Scan the records for "nodes". Report each line that includes it.
☆ ☆ ☆ ☆
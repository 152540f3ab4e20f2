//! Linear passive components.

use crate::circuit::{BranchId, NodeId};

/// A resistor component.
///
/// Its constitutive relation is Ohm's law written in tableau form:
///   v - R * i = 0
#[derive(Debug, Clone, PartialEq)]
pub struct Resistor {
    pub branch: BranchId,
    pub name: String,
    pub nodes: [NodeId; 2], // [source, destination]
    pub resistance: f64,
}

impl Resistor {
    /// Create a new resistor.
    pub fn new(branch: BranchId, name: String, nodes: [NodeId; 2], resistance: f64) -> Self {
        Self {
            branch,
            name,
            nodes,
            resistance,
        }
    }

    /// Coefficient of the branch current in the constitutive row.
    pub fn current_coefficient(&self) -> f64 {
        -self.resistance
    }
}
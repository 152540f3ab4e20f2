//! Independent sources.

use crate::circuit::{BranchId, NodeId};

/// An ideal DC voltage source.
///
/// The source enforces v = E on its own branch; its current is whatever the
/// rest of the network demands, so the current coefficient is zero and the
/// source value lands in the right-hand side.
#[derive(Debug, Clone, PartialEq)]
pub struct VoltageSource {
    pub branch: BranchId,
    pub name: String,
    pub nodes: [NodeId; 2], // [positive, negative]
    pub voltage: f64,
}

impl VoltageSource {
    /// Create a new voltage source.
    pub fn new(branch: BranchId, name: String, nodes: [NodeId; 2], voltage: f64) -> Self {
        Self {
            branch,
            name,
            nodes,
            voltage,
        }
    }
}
☆ ☆ ☆ ☆
> **Solution to the exercise**
    pub nodes: [NodeId; 2], // [source, destination]
    pub fn new(branch: BranchId, name: String, nodes: [NodeId; 2], resistance: f64) -> Self {
            nodes,
    pub nodes: [NodeId; 2], // [positive, negative]
    pub fn new(branch: BranchId, name: String, nodes: [NodeId; 2], voltage: f64) -> Self {
            nodes,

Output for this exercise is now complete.